The county park itself is only around 18 acres, but it's surrounded by a larger chunk of federal BLM land. 136 acres surrounding the park are managed as the Wilhoit Springs ACEC (where ACEC stands for "Area of Critical Environmental Concern"), which in turn is included as part of the 316 acre Wilhoit Springs RMA ("Recreation Management Area"). A 2016 BLM planning doc for Salem District RMAs notes that the ACEC "protects a rare stand of low elevation old growth conifer forest in the foothills of the Cascade Range". It's at least possible that proximity to the springs is what protected the area from being logged in the era when surrounding areas were being rapidly clearcut. So even if there's no medical value to mineral water in itself, this is potentially something good that came of people believing it for a long time.

While putting this post together I also ran across pages about Wilhoit Springs at FindASpring.org and TryWater.club, and realized there's an entire internet subculture of spring water enthusiasts out there that I had no idea about, and they seem to fall along a broad spectrum. With, on one hand, people who just prefer the taste over the commercial bottled stuff or the local tap water, to people who think it has health benefits, and over on the far end are people who are convinced They (you know, aliens and lizard people and Hollywood and Monsanto and Nestle and Disney and the government and George Soros. You know, They.) are working together to poison everyone with fluoride and chlorine and dihydrogen monoxide and whatever, and they're desperate to find pure raw untainted water for their unvaccinated families to drink, which -- as you might expect -- involves a great deal of Doing Your Own Research Online. As a pre-COVID example, here's a 2013 OregonHikers forum thread where a raw water person dropped in with a few questions and a mild culture clash ensued.

Speaking of which, it turns out chlorinated tap water originated in Jersey City, NJ in 1908, and exactly how that came about is kind of an interesting story.

For what it's worth, SoakOregon also has a map covering the state, but that site is more oriented to hot spring enthusiasts, which is an adjacent (but not identical) subculture, and Wilhoit isn't listed since the springs aren't hot.

But enough of that; let's pivot to the question you were impatiently waiting to ask: Did I try the water? And if so, what's it like?

Of course I tried it.

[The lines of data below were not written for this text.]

//! SARIF 2.1.0 output formatting
//!
//! Produces Static Analysis Results Interchange Format for GitHub Code Scanning
//! and other SARIF consumers. Dependency advisories have no source line, so
//! every result points at the project manifest.

use serde::{Deserialize, Serialize};
use std::collections::{BTreeMap, BTreeSet};

use yarn_audit_core::{Issue, Severity};

/// Rule id used for issues without a CWE classification
pub const FALLBACK_RULE_ID: &str = "yarn-audit";

/// Artifact every result is reported against
pub const MANIFEST_URI: &str = "package.json";

// ── SARIF 2.1.0 structs ─────────────────────────────────────────

#[derive(Debug, Serialize, Deserialize)]
#[serde(rename_all = "camelCase")]
pub struct SarifLog {
    #[serde(rename = "$schema")]
    pub schema: String,
    pub version: String,
    pub runs: Vec<SarifRun>,
}

#[derive(Debug, Serialize, Deserialize)]
#[serde(rename_all = "camelCase")]
pub struct SarifRun {
    pub tool: SarifTool,
    pub results: Vec<SarifResult>,
}

#[derive(Debug, Serialize, Deserialize)]
#[serde(rename_all = "camelCase")]
pub struct SarifTool {
    pub driver: SarifDriver,
}

#[derive(Debug, Serialize, Deserialize)]
#[serde(rename_all = "camelCase")]
pub struct SarifDriver {
    pub name: String,
    pub semantic_version: String,
    pub rules: Vec<SarifReportingDescriptor>,
}

#[derive(Debug, Serialize, Deserialize)]
#[serde(rename_all = "camelCase")]
pub struct SarifReportingDescriptor {
    pub id: String,
    pub short_description: SarifMessage,
}

#[derive(Debug, Serialize, Deserialize)]
#[serde(rename_all = "camelCase")]
pub struct SarifResult {
    pub rule_id: String,
    pub rule_index: usize,
    pub level: String,
    pub message: SarifMessage,
    pub locations: Vec<SarifLocation>,
}

#[derive(Debug, Serialize, Deserialize)]
#[serde(rename_all = "camelCase")]
pub struct SarifLocation {
    pub physical_location: SarifPhysicalLocation,
}

#[derive(Debug, Serialize, Deserialize)]
#[serde(rename_all = "camelCase")]
pub struct SarifPhysicalLocation {
    pub artifact_location: SarifArtifactLocation,
}

#[derive(Debug, Serialize, Deserialize)]
#[serde(rename_all = "camelCase")]
pub struct SarifArtifactLocation {
    pub uri: String,
    pub uri_base_id: String,
}

#[derive(Debug, Clone, Serialize, Deserialize)]
#[serde(rename_all = "camelCase")]
pub struct SarifMessage {
    pub text: String,
}

// ── Rule helpers ─────────────────────────────────────────────────

fn severity_to_level(severity: Severity) -> &'static str {
    match severity {
        Severity::Critical | Severity::High => "error",
        Severity::Medium => "warning",
        Severity::Low | Severity::Info => "note",
    }
}

/// Rule id of an issue: its first CWE, or [`FALLBACK_RULE_ID`].
fn rule_id(issue: &Issue) -> &str {
    issue
        .kind
        .split(", ")
        .map(str::trim)
        .find(|s| !s.is_empty())
        .unwrap_or(FALLBACK_RULE_ID)
}

fn rule_description(id: &str) -> String {
    if id == FALLBACK_RULE_ID {
        "Vulnerable dependency".to_string()
    } else {
        format!("Vulnerable dependency ({})", id)
    }
}

fn result_message(issue: &Issue) -> String {
    if issue.cve.is_empty() {
        format!("{} in {}", issue.title, issue.target)
    } else {
        format!("{} in {} [{}]", issue.title, issue.target, issue.cve)
    }
}

// ── Public API ───────────────────────────────────────────────────

/// Build a complete SARIF 2.1.0 log from a list of issues.
pub fn build_sarif_log(issues: &[Issue]) -> SarifLog {
    // 1. Collect unique rule ids in stable order
    let rule_ids: Vec<&str> = issues
        .iter()
        .map(rule_id)
        .collect::<BTreeSet<_>>()
        .into_iter()
        .collect();

    // 2. Build rules array
    let rules: Vec<SarifReportingDescriptor> = rule_ids
        .iter()
        .map(|id| SarifReportingDescriptor {
            id: id.to_string(),
            short_description: SarifMessage {
                text: rule_description(id),
            },
        })
        .collect();

    // Build id → index lookup
    let rule_index: BTreeMap<&str, usize> = rule_ids
        .iter()
        .enumerate()
        .map(|(i, id)| (*id, i))
        .collect();

    // 3. Build results array
    let results: Vec<SarifResult> = issues
        .iter()
        .map(|issue| {
            let id = rule_id(issue);
            SarifResult {
                rule_id: id.to_string(),
                rule_index: rule_index.get(id).copied().unwrap_or(0),
                level: severity_to_level(issue.severity).to_string(),
                message: SarifMessage {
                    text: result_message(issue),
                },
                locations: vec![SarifLocation {
                    physical_location: SarifPhysicalLocation {
                        artifact_location: SarifArtifactLocation {
                            uri: MANIFEST_URI.to_string(),
                            uri_base_id: "%SRCROOT%".to_string(),
                        },
                    },
                }],
            }
        })
        .collect();

    // 4. Assemble
    SarifLog {
        schema: "https://raw.githubusercontent.com/oasis-tcs/sarif-spec/main/sarif-2.1/schema/sarif-schema-2.1.0.json".to_string(),
        version: "2.1.0".to_string(),
        runs: vec![SarifRun {
            tool: SarifTool {
                driver: SarifDriver {
                    name: "yarn-audit".to_string(),
                    semantic_version: yarn_audit_core::VERSION.to_string(),
                    rules,
                },
            },
            results,
        }],
    }
}
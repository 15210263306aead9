use yarn_audit_cli::output::sarif::{build_sarif_log, FALLBACK_RULE_ID, MANIFEST_URI};
use yarn_audit_core::{Confidence, Issue, Severity};

fn make_issue(kind: &str, severity: Severity, title: &str, target: &str, cve: &str) -> Issue {
    Issue {
        target: target.to_string(),
        kind: kind.to_string(),
        title: title.to_string(),
        severity,
        confidence: Confidence::High,
        description: String::new(),
        cve: cve.to_string(),
    }
}

#[test]
fn test_empty_issues() {
    let log = build_sarif_log(&[]);
    assert_eq!(log.version, "2.1.0");
    assert_eq!(log.runs.len(), 1);
    assert!(log.runs[0].results.is_empty());
    assert!(log.runs[0].tool.driver.rules.is_empty());

    let json = serde_json::to_string_pretty(&log).unwrap();
    assert!(json.contains("\"version\": \"2.1.0\""));
    assert!(json.contains("\"$schema\""));
}

#[test]
fn test_single_issue() {
    let issues = vec![make_issue(
        "CWE-1321",
        Severity::Critical,
        "Prototype Pollution in minimist",
        "mkdirp>minimist: minimist",
        "CVE-2021-44906",
    )];
    let log = build_sarif_log(&issues);

    assert_eq!(log.runs[0].results.len(), 1);
    let result = &log.runs[0].results[0];
    assert_eq!(result.rule_id, "CWE-1321");
    assert_eq!(result.level, "error");
    assert_eq!(
        result.message.text,
        "Prototype Pollution in minimist in mkdirp>minimist: minimist [CVE-2021-44906]"
    );
    assert_eq!(
        result.locations[0].physical_location.artifact_location.uri,
        MANIFEST_URI
    );
}

#[test]
fn test_severity_mapping() {
    let issues = vec![
        make_issue("", Severity::Critical, "c", "a", ""),
        make_issue("", Severity::High, "h", "a", ""),
        make_issue("", Severity::Medium, "m", "a", ""),
        make_issue("", Severity::Low, "l", "a", ""),
        make_issue("", Severity::Info, "i", "a", ""),
    ];
    let log = build_sarif_log(&issues);
    let levels: Vec<&str> = log.runs[0]
        .results
        .iter()
        .map(|r| r.level.as_str())
        .collect();
    assert_eq!(levels, vec!["error", "error", "warning", "note", "note"]);
}

#[test]
fn test_rules_deduplicated_and_indexed() {
    let issues = vec![
        make_issue("CWE-79", Severity::High, "a", "x", ""),
        make_issue("", Severity::Low, "b", "y", ""),
        make_issue("CWE-400, CWE-1333", Severity::Medium, "c", "z", ""),
        make_issue("CWE-79", Severity::High, "d", "w", ""),
    ];
    let log = build_sarif_log(&issues);
    let rules: Vec<&str> = log.runs[0]
        .tool
        .driver
        .rules
        .iter()
        .map(|r| r.id.as_str())
        .collect();
    assert_eq!(rules, vec!["CWE-400", "CWE-79", FALLBACK_RULE_ID]);

    for result in &log.runs[0].results {
        assert_eq!(rules[result.rule_index], result.rule_id);
    }
    assert_eq!(log.runs[0].results[1].rule_id, FALLBACK_RULE_ID);
}

#[test]
fn test_message_without_cve() {
    let log = build_sarif_log(&[make_issue("", Severity::Low, "ReDoS", "braces", "")]);
    assert_eq!(log.runs[0].results[0].message.text, "ReDoS in braces");
}
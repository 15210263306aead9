//! Configuration file parsing for .yarn-audit.toml

use crate::record::AuditAdvisory;
use anyhow::Result;
use serde::{Deserialize, Serialize};
use std::path::Path;

/// File name searched for by [`YarnAuditConfig::find_and_load`]
pub const CONFIG_FILE_NAME: &str = ".yarn-audit.toml";

/// Main configuration structure for .yarn-audit.toml
#[derive(Debug, Clone, Default, Serialize, Deserialize)]
pub struct YarnAuditConfig {
    #[serde(default)]
    pub general: GeneralConfig,

    #[serde(default)]
    pub ignore: IgnoreConfig,

    #[serde(default)]
    pub output: OutputConfig,
}

#[derive(Debug, Clone, Serialize, Deserialize)]
pub struct GeneralConfig {
    /// Severity threshold for non-zero exit code
    #[serde(default = "default_fail_on")]
    pub fail_on: String,
}

#[derive(Debug, Clone, Default, Serialize, Deserialize)]
pub struct IgnoreConfig {
    /// Advisory ids to suppress (matched against the advisory and its resolution)
    #[serde(default)]
    pub advisories: Vec<u64>,

    /// Module names to suppress
    #[serde(default)]
    pub modules: Vec<String>,
}

#[derive(Debug, Clone, Serialize, Deserialize)]
pub struct OutputConfig {
    /// Default output format: "json", "terminal" or "sarif"
    #[serde(default = "default_format")]
    pub format: String,

    /// Pretty-print JSON and SARIF output
    #[serde(default = "default_true")]
    pub pretty: bool,
}

fn default_fail_on() -> String {
    "never".to_string()
}

fn default_format() -> String {
    "json".to_string()
}

fn default_true() -> bool {
    true
}

impl Default for GeneralConfig {
    fn default() -> Self {
        Self {
            fail_on: default_fail_on(),
        }
    }
}

impl Default for OutputConfig {
    fn default() -> Self {
        Self {
            format: default_format(),
            pretty: true,
        }
    }
}

impl IgnoreConfig {
    /// Whether an advisory is suppressed by id or module name
    pub fn is_ignored(&self, advisory: &AuditAdvisory) -> bool {
        self.advisories.contains(&advisory.advisory.id)
            || self.advisories.contains(&advisory.resolution.id)
            || self
                .modules
                .iter()
                .any(|m| *m == advisory.advisory.module_name)
    }
}

impl YarnAuditConfig {
    /// Load configuration from a file
    pub fn from_file(path: &Path) -> Result<Self> {
        let contents = std::fs::read_to_string(path)?;
        let config: YarnAuditConfig = toml::from_str(&contents)?;
        Ok(config)
    }

    /// Find and load .yarn-audit.toml from the given directory or its ancestors
    pub fn find_and_load(start_dir: &Path) -> Result<Self> {
        let mut current = start_dir;

        loop {
            let config_path = current.join(CONFIG_FILE_NAME);
            if config_path.exists() {
                return Self::from_file(&config_path);
            }

            match current.parent() {
                Some(parent) => current = parent,
                None => break,
            }
        }

        Ok(Self::default())
    }

    /// Save configuration to a file
    pub fn save(&self, path: &Path) -> Result<()> {
        let contents = toml::to_string_pretty(self)?;
        std::fs::write(path, contents)?;
        Ok(())
    }
}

I mean, I may come across as a bit overcautious sometimes, and out of this caution I have to say that Legal says not to try the water, because it's possible you won't like it and sue me for mental anguish or something. Or you might slip and fall while filling a water bottle, and I don't want to be liable for that either. But for my part, I filled a couple of 16oz. bottles from the main spring in the park, the one with the little pavilion built around it. I keep reading there's another spring elsewhere in the park but I have no idea where it is. As I was heading to the car, I passed an elderly babushka lady who was carrying several large jugs to the spring I had just left. She didn't say anything but smiled and nodded, like she was pleased to see another person who knew about and appreciated the place.

As for the taste, imagine you've dissolved a couple of Alka-Seltzer tablets (or a generic store brand, it doesn't matter) in a glass of water, and while drinking that you somehow bite your lip and it starts bleeding, and so you taste a combination of those two things. The water is somehow not quite as gross as that sounds, but it's still definitely an acquired taste. I also tried it as a mixer, based on a Reddit thread I saw in which someone else did the same. And honestly it was quite drinkable that way. I mean, it was better than drinking the water by itself, and also better than just downing a straight shot of gin by itself. Think of it as the gin-and-tonic effect, where two ingredients can be a good combo even though neither is very palatable on its own. And to take the paradox a step further, the Wilhoit Springs gin rickey is not as good as a classic G&T, but given the choice I would definitely pick the spring water over an equal-sized glass of straight tonic water. I have no idea how this sensory phenomenon works; it just does, ok?